Search the records below for the string "users" and copy each line where it turns up.

*** DATA PROVIDED Section Begins ***

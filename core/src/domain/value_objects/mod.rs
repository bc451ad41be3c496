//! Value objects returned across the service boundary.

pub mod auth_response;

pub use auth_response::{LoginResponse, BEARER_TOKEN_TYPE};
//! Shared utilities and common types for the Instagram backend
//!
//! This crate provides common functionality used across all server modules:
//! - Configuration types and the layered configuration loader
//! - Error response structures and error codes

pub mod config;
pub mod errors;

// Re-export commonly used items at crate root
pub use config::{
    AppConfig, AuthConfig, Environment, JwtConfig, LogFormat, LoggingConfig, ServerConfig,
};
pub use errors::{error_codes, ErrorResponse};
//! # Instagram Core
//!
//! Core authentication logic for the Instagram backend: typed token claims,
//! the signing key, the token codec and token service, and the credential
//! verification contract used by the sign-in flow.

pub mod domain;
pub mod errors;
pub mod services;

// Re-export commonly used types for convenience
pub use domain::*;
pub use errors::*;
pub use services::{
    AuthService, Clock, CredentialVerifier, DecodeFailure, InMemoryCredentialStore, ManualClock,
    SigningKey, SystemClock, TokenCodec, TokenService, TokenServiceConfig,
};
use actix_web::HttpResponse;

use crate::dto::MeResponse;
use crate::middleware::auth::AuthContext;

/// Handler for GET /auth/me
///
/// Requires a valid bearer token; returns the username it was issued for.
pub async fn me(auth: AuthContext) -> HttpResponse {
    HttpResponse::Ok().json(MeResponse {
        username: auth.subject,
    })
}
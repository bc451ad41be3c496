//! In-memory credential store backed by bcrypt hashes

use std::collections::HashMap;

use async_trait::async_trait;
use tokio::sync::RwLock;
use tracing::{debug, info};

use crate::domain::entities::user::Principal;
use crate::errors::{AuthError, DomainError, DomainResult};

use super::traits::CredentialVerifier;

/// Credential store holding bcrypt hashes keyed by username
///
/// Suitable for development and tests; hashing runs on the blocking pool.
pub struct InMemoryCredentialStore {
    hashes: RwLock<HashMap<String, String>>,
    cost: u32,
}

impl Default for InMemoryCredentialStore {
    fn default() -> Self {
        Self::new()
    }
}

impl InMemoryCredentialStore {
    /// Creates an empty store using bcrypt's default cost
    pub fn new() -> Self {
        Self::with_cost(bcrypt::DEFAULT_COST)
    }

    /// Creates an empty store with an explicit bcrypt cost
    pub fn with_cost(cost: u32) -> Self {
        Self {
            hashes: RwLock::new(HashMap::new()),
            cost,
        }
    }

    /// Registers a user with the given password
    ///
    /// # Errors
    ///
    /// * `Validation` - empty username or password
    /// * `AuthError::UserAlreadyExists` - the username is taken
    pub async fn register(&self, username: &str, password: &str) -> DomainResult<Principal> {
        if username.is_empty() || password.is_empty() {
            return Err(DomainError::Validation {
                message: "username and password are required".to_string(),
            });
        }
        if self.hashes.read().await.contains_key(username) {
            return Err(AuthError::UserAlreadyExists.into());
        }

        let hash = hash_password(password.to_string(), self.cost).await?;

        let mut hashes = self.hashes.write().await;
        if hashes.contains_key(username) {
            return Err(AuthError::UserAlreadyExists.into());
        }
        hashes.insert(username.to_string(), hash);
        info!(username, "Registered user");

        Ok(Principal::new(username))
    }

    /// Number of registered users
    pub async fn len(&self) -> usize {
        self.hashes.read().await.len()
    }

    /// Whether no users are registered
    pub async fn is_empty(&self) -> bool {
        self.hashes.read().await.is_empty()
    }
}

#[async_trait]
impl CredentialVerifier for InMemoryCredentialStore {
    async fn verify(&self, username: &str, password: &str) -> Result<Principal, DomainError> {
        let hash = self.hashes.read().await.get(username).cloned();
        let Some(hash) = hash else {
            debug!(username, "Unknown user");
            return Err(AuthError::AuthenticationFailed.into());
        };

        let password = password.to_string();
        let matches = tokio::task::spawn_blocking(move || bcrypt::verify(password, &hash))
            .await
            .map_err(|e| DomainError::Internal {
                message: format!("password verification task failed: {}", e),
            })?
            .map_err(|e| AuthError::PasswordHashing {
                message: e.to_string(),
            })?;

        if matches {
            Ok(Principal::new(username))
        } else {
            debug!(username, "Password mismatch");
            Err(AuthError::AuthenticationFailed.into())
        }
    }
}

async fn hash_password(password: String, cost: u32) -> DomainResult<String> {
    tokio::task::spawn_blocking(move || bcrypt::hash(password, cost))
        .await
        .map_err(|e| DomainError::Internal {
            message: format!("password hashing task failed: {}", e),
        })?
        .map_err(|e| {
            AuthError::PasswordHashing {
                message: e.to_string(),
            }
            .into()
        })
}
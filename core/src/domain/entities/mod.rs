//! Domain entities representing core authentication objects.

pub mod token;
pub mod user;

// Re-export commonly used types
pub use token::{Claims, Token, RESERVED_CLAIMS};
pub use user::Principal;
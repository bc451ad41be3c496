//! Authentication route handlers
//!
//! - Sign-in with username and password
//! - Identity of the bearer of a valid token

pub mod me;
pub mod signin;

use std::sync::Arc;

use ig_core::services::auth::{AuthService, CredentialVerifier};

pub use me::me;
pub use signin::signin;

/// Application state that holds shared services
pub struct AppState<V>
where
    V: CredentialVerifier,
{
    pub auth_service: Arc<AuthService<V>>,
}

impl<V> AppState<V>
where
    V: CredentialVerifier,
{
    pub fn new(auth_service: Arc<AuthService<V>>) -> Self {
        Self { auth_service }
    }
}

*** DATA PROVIDED Section Ends ***

__RESULT FOR THIS EXERCISE__.
    /// Number of registered users
    /// Whether no users are registered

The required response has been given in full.